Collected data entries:
● ● ●
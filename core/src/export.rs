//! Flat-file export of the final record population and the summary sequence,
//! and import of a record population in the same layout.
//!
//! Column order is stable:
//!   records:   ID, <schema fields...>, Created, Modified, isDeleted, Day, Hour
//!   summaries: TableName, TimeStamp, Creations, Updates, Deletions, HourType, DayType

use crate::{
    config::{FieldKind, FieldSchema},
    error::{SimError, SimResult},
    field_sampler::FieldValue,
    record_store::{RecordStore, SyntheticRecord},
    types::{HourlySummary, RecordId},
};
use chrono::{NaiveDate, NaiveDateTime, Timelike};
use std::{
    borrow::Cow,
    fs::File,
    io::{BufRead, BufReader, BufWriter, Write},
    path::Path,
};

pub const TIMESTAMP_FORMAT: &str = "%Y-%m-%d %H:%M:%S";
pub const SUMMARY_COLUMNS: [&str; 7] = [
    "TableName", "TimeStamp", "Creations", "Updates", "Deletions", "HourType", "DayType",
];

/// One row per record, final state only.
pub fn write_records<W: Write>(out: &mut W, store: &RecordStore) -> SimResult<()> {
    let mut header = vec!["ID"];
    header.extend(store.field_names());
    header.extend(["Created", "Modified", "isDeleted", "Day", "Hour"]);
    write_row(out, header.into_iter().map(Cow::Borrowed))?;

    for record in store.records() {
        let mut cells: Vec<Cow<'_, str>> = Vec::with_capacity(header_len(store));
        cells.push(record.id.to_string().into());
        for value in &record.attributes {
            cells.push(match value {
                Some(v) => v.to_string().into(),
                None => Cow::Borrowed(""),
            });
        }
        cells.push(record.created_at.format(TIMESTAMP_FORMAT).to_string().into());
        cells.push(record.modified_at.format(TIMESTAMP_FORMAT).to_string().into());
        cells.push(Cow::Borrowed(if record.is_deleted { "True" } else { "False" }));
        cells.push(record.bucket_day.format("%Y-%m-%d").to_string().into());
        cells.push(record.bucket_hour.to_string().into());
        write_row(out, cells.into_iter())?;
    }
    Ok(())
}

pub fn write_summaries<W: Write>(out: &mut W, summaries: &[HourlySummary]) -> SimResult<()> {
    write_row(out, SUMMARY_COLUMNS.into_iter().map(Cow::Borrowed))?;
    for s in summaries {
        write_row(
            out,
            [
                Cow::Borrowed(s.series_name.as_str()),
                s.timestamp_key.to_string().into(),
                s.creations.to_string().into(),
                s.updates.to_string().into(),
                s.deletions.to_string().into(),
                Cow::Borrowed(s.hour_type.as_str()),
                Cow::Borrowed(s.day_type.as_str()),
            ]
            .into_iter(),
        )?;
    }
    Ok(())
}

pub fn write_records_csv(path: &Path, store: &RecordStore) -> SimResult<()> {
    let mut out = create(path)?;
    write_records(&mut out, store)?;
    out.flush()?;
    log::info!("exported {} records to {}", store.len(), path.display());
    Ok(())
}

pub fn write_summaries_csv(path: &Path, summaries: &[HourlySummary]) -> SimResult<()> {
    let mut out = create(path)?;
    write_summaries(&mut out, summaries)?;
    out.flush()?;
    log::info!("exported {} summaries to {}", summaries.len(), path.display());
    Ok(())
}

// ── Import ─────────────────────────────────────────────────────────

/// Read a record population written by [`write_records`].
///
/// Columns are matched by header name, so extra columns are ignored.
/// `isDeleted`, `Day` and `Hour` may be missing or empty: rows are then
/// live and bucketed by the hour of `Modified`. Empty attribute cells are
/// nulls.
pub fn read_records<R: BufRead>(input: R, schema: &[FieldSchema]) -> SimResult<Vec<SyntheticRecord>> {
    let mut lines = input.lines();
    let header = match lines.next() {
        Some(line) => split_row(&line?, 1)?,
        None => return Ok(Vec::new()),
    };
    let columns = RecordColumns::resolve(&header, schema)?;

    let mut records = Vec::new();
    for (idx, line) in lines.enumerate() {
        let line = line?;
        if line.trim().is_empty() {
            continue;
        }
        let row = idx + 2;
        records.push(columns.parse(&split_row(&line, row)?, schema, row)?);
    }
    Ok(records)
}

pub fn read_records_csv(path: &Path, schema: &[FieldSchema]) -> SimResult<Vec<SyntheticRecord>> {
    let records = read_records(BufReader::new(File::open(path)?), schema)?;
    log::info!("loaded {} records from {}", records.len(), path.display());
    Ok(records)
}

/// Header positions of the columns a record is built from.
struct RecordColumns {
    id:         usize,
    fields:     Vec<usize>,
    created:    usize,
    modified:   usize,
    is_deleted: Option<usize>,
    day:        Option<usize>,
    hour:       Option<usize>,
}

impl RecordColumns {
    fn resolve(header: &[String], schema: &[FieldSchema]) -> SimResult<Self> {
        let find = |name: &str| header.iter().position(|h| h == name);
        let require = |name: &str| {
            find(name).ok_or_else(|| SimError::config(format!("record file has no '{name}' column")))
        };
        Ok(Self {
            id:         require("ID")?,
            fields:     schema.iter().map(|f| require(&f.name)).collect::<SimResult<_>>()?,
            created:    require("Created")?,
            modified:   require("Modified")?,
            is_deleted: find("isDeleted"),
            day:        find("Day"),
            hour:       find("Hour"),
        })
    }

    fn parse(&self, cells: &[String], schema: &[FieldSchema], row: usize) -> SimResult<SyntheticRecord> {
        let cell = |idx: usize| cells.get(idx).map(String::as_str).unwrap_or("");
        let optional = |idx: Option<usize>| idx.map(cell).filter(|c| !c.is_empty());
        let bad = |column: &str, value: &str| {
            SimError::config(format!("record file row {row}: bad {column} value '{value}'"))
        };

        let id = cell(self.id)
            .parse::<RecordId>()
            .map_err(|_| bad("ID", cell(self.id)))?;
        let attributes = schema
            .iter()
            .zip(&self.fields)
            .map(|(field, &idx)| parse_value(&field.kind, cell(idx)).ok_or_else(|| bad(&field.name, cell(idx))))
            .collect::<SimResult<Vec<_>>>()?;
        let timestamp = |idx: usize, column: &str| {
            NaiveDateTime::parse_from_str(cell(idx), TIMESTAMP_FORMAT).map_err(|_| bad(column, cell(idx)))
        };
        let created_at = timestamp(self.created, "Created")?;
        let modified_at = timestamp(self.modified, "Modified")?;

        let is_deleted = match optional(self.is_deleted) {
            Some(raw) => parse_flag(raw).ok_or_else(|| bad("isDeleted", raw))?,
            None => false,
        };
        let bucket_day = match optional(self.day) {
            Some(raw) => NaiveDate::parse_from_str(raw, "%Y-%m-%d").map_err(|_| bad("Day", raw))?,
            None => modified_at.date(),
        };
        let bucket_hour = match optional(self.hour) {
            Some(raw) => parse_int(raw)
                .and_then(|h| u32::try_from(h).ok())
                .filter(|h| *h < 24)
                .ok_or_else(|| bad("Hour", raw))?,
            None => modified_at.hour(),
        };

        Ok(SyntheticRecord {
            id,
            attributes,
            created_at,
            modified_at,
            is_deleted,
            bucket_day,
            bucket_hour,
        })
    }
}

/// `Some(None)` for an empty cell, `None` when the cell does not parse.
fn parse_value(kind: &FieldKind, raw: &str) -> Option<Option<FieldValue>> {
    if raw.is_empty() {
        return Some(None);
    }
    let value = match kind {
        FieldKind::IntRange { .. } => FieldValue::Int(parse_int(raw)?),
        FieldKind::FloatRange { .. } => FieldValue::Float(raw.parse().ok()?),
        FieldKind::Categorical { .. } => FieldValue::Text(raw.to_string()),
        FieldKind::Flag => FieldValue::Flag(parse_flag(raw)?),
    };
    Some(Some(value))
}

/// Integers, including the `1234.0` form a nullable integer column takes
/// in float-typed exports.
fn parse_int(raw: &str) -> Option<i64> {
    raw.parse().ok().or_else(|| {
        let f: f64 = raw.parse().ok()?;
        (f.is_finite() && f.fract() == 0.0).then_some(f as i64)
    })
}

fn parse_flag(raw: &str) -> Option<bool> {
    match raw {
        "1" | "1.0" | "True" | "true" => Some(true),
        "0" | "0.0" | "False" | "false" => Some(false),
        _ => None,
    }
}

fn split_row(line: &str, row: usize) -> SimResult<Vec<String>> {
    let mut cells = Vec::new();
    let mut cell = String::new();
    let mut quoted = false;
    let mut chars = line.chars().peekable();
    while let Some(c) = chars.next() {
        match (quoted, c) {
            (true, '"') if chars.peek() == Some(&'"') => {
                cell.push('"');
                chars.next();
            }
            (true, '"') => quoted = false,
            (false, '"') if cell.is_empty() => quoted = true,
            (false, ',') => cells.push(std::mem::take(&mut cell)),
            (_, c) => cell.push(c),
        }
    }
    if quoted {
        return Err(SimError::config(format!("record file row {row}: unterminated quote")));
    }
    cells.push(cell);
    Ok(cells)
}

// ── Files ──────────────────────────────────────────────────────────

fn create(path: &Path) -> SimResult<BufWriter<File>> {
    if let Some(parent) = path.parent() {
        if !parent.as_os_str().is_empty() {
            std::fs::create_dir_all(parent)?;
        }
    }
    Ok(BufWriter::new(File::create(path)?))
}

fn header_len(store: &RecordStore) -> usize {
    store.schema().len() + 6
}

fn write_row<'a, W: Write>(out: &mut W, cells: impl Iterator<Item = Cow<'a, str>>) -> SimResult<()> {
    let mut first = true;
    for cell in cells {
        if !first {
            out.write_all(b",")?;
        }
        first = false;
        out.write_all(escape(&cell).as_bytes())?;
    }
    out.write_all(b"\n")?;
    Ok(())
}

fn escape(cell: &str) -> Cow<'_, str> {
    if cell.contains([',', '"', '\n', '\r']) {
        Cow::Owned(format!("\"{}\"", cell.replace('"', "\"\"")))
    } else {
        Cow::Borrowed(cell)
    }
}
● ● ●
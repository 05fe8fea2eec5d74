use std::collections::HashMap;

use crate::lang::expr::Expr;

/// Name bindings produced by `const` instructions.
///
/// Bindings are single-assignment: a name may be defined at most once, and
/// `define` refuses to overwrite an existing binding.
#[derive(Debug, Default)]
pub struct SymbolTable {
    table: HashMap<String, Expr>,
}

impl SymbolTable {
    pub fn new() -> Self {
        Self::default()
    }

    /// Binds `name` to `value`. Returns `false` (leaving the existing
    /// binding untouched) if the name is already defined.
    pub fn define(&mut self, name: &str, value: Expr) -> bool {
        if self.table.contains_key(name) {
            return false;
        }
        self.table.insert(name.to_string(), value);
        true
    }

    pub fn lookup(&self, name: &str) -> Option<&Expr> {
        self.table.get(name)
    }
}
● ● ●
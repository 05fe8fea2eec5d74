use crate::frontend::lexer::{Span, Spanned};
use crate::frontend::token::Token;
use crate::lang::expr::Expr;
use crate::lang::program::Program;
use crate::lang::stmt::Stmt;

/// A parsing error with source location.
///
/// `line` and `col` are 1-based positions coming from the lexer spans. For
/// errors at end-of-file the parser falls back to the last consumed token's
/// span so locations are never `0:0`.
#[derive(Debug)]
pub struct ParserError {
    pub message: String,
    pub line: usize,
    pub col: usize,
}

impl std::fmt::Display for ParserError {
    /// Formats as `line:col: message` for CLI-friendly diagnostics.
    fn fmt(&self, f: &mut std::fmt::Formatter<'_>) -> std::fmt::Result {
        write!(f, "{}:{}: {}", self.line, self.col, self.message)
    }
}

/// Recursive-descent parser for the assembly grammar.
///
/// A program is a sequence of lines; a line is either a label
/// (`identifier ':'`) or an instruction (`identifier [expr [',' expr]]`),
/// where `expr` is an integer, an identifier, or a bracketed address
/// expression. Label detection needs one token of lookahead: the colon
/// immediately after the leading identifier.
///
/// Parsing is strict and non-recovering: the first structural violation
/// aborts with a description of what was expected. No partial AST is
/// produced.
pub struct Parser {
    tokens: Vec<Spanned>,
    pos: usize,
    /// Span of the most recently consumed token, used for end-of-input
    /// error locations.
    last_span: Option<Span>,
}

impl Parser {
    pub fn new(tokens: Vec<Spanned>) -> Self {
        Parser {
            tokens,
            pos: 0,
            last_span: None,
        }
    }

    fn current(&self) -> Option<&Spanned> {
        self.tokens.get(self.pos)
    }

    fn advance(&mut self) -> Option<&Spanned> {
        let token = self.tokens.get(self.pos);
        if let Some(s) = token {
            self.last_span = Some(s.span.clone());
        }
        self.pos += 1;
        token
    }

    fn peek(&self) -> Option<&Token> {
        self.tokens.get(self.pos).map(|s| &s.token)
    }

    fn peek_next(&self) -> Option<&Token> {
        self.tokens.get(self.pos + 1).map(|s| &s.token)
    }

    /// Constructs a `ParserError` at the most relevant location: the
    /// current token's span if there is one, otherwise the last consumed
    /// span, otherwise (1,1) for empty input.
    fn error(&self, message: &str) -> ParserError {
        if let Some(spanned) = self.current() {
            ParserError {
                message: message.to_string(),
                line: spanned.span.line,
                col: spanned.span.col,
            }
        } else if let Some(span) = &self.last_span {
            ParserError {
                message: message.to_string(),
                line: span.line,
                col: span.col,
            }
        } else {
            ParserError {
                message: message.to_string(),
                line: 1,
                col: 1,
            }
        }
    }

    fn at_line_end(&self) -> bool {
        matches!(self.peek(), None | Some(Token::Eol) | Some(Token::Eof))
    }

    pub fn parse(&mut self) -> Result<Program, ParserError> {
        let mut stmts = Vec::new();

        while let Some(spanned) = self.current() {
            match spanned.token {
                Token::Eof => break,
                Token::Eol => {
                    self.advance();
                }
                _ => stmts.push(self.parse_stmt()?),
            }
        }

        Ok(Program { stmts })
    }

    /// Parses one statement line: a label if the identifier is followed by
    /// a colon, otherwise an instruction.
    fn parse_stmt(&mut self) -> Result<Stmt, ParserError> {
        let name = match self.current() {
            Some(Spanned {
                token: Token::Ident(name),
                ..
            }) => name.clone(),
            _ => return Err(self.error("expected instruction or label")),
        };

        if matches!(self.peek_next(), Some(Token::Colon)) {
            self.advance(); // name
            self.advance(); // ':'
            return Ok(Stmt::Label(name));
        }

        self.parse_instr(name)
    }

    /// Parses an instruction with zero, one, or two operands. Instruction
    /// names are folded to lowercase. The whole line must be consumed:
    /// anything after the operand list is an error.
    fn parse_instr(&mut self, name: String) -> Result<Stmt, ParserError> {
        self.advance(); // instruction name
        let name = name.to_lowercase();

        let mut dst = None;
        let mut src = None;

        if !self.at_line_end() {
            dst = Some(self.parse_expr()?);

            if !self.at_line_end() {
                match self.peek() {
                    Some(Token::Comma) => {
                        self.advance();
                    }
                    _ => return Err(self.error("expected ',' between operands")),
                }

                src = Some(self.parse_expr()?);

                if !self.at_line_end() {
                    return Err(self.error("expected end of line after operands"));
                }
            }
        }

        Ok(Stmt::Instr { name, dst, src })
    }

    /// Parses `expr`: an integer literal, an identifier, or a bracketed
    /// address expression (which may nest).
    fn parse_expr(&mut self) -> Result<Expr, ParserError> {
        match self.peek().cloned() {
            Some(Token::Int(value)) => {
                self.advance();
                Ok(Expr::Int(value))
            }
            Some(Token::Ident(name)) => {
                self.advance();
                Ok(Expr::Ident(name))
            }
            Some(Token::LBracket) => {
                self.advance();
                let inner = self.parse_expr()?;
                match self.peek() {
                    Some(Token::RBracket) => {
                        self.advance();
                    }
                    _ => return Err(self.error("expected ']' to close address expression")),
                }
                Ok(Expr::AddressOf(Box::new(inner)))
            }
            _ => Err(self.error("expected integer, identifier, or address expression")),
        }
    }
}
● ● ●
=== Assigned task ===
Leave out every line above except those from the line with "filename core/src/export.rs" up to and including the line with "isDeleted, Day, Hour", and copy those exactly.

=== Reply ===
filename core/src/export.rs
//! Flat-file export of the final record population and the summary sequence,
//! and import of a record population in the same layout.
//!
//! Column order is stable:
//!   records:   ID, <schema fields...>, Created, Modified, isDeleted, Day, Hour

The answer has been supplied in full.